I read that in places such as the Ottoman Empire, non Muslims were taxed to encourage people to convert. Did Ottoman agents do penis checks on new converts? Who circumcised the people once they agreed to convert?
Oh, good question.
So, taxation wasn’t intended to encourage conversion; it was actually intended to provide a legal status for the people who paid it as non-Muslims. However, it frequently had that impact because the tax rate levied on Muslims is specified in the Qur’an, whereas the one levied on non-Muslims was not, so it could be raised in times of economic hardship (or to encourage conversion — just because it wasn’t intended to be used that way doesn’t mean it didn’t happen, although I don’t recall offhand that this was the case among the Ottoman sultans).

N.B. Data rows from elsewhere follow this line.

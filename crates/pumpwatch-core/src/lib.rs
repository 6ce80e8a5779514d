pub mod blynk;
pub mod classify;
pub mod codes;
pub mod config;
pub mod driver;
pub mod gateway;
pub mod nightscout;
pub mod snapshot;
pub mod uplink;

pub use blynk::BlynkUplink;
pub use classify::{classify, Band, BolusSignal, BolusTracker, DerivedStatus, Severity};
pub use codes::SensorException;
pub use config::{AlertThresholds, ConfigError, CycleTiming, GatewayConfig};
pub use driver::{CnlBridgeSource, DriverError, TelemetrySource};
pub use gateway::{next_wake_delay, Gateway};
pub use nightscout::NightscoutUplink;
pub use snapshot::{CorrectedSnapshot, GlucoseReading, PumpAlerts, Snapshot};
pub use uplink::{UploadSink, UplinkError};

Anyway, the short answer is this: among adult converts circumcision tended to be more of a “nice to have” than an “absolute.” In most Muslim societies, men are either circumcised at birth, or at set ages (6 or 7 seems to be the most common). An adult male who converted might do so as a sign of devotion, but it wasn’t strictly enforced religiously. Socially would be another case — as the bathhouse was a common place for business and political wheeling and dealing, exposure (pun intended) was always a possibility.
For a child the procedure would be done at a mosque or a shrine — sometimes they would have a dedicated individual on call, but often it was a barber-surgeon (in Arabic/Turkish/Persian the term was jerrah, and these men also performed basic surgeries, lanced boils, set broken bones, etc). Especially for an adult male it would be more likely to have been a jerrah.